Kapitel acht heißt „Vom Palliativen, vom Sterben und von der Trauer“. Palliative Geriatrie wendet sich an fortgeschritten multimorbide Hochbetagte mit oder ohne Demenz, die ärztlich, pflegerisch und in ihrem Alltag vermehrt auf Hilfe angewiesen sind.
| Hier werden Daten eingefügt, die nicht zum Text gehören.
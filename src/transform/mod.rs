//! 3MF affine matrices
//!
//! A 3MF transform (3MF Core, section 3.3) is a 4x3 matrix written as 12
//! whitespace-separated numbers in row-major order. Rows 0-2 hold the linear
//! part, row 3 the translation. Points are treated as row vectors, so a point
//! `p` maps to `p * L + t`.

mod decompose;
mod points;

pub use decompose::{AxisAngle, TOLERANCE, TransformAttributes};
pub use points::{transform_point, transform_points};

use std::str::FromStr;

use nalgebra::{Matrix3, Matrix4, Matrix4x3, Vector3};

use crate::error::{Error, Result};

/// Number of values in a 3MF transform attribute
pub const TRANSFORM_MATRIX_SIZE: usize = 12;

/// A 3MF build transform: 3x3 linear part plus translation row
#[derive(Debug, Clone, Copy, PartialEq)]
pub struct AffineMatrix {
    m: Matrix4x3<f64>,
}

impl AffineMatrix {
    /// The identity transform, used when a build item has no `transform`
    pub fn identity() -> Self {
        Self {
            m: Matrix4x3::new(
                1.0, 0.0, 0.0, //
                0.0, 1.0, 0.0, //
                0.0, 0.0, 1.0, //
                0.0, 0.0, 0.0,
            ),
        }
    }

    /// Build a matrix from its four rows
    pub fn from_rows(rows: [[f64; 3]; 4]) -> Self {
        let flat: Vec<f64> = rows.iter().flatten().copied().collect();
        Self {
            m: Matrix4x3::from_row_slice(&flat),
        }
    }

    /// Parse the 12-value attribute encoding
    ///
    /// Fails with [`Error::Format`] unless there are exactly 12 tokens and
    /// every token is a finite real number. Nothing is truncated or padded.
    pub fn parse(s: &str) -> Result<Self> {
        let values = s
            .split_whitespace()
            .map(|token| {
                token.parse::<f64>().map_err(|_| {
                    Error::Format(format!(
                        "cannot interpret '{}' as a floating-point value in '{}'",
                        token, s
                    ))
                })
            })
            .collect::<Result<Vec<f64>>>()?;

        if values.len() != TRANSFORM_MATRIX_SIZE {
            return Err(Error::Format(format!(
                "matrix string must have exactly {} values (got {})",
                TRANSFORM_MATRIX_SIZE,
                values.len()
            )));
        }

        if let Some((idx, val)) = values.iter().enumerate().find(|(_, v)| !v.is_finite()) {
            return Err(Error::Format(format!(
                "matrix value at index {} must be finite (got {})",
                idx, val
            )));
        }

        Ok(Self {
            m: Matrix4x3::from_row_slice(&values),
        })
    }

    /// The 3x3 linear part (rows 0-2) in 3MF row-vector convention
    pub fn linear(&self) -> Matrix3<f64> {
        self.m.fixed_rows::<3>(0).into_owned()
    }

    /// The translation row
    pub fn translation(&self) -> Vector3<f64> {
        self.m.row(3).transpose()
    }

    /// Element access by (row, column)
    pub fn get(&self, row: usize, col: usize) -> f64 {
        self.m[(row, col)]
    }

    /// The 4x4 matrix acting on homogeneous row vectors `[x y z 1]`
    ///
    /// Columns 0-2 are this matrix; column 3 is `(0, 0, 0, 1)`.
    pub fn to_homogeneous(&self) -> Matrix4<f64> {
        let mut h = Matrix4::identity();
        h.fixed_view_mut::<4, 3>(0, 0).copy_from(&self.m);
        h
    }

    /// Split this matrix into X3D Transform fields
    ///
    /// See [`TransformAttributes`] for which fields are reported.
    ///
    /// # Errors
    ///
    /// [`Error::UnsupportedTransform`] when the linear part is not a
    /// rotation times a uniform scale: non-isotropic scaling, mirroring
    /// (negative determinant), singular matrices (zero scale), and entries
    /// large enough that the singular values overflow.
    pub fn decompose(&self) -> Result<TransformAttributes> {
        decompose::decompose(self)
    }
}

impl Default for AffineMatrix {
    fn default() -> Self {
        Self::identity()
    }
}

impl FromStr for AffineMatrix {
    type Err = Error;

    fn from_str(s: &str) -> Result<Self> {
        Self::parse(s)
    }
}
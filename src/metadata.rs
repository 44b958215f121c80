//! Mapping 3MF metadata names to X3D `meta` names
//!
//! 3MF Core metadata (table 8-1 of the 3MF Core document) uses names like `Designer`;
//! the X3D authoring conventions use lower-case Dublin-Core style names like
//! `creator`. Names without a counterpart are passed through unchanged.

use tracing::debug;

use crate::model::MetadataEntry;

/// 3MF name -> X3D name
const METADATA_MAPPING: &[(&str, &str)] = &[
    ("Title", "title"),
    ("Designer", "creator"),
    ("Description", "description"),
    ("Copyright", "rights"),
    ("LicenseTerms", "license"),
    ("Rating", "warning"),
    ("CreationDate", "created"),
    ("ModificationDate", "modified"),
];

/// An X3D `<meta name=.. content=..>` entry
#[derive(Debug, Clone, PartialEq, Eq)]
pub struct MetaTag {
    /// X3D meta name
    pub name: String,
    /// Meta content
    pub content: String,
}

/// The X3D meta name for a 3MF metadata name
pub fn x3d_meta_name(name: &str) -> &str {
    METADATA_MAPPING
        .iter()
        .find(|&&(from, _)| from == name)
        .map_or(name, |&(_, to)| to)
}

/// Map metadata entries, preserving their order
pub fn map_metadata(entries: &[MetadataEntry]) -> Vec<MetaTag> {
    entries
        .iter()
        .map(|entry| {
            let name = x3d_meta_name(&entry.name);
            debug!(from = %entry.name, to = %name, "Mapped metadata name");
            MetaTag {
                name: name.to_string(),
                content: entry.value.clone(),
            }
        })
        .collect()
}
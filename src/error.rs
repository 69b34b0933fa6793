use thiserror::Error;

/// Errors surfaced by the option store and catalog loading.
///
/// Request-time language resolution never produces these; signals that
/// cannot be interpreted degrade to the default language instead.
#[derive(Debug, Error)]
pub enum RouterError {
    #[error("option store I/O failed for {path}: {source}")]
    Io {
        path: String,
        #[source]
        source: std::io::Error,
    },

    #[error("invalid JSON in option store: {0}")]
    Json(#[from] serde_json::Error),

    #[error("malformed option '{key}': {reason}")]
    MalformedOption { key: String, reason: String },

    #[error("option store lock poisoned")]
    Poisoned,
}

pub type Result<T> = std::result::Result<T, RouterError>;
Wenn ich zunehmend geistig, körperlich, seelisch, sozial und spirituell hilflos und bedürftig sein sollte, kann palliative Geriatrie eine unverzichtbare Hilfe sein.

In Kapitel neun „Anerkennung, Freude und ein bitteres Ende“ wird das Problem der Leitungstätigkeit behandelt. Ich arbeitete schrittweise das Konzept des hierarchiefreien Raumes aus und damit einen neuen Stil der Zusammenarbeit. Ich hielt viele Vorträge und über dieses Honorar konnte ich dann Mitarbeiter zur Weiterbildung schicken. In ihrer Abteilung wurde dann ein Buch geschrieben, und zwar von allen Mitarbeitern gemeinsam „Alt, krank und verwirrt“.

Im vorletzten Kapitel heißt das Thema „Als Wanderpredigerin unterwegs“. Nach der Pensionierung von Kojer begann ihre Zeit als Wanderpredigerin, denn es machte ihr viel Spaß und Freude. Sie empfand es als Auftrag und Verpflichtung, eine Art Sprachrohr für die die Ansprüchee betagter, chronisch kranker Menschen zu sein. Die Palliative Geriatrie ist für sie zunehmend Lebenssinn geworden und bis jetzt geblieben. Danach erzählt Kojer die einer oder andere Begebenheit bi diesen vielen Vorträgen.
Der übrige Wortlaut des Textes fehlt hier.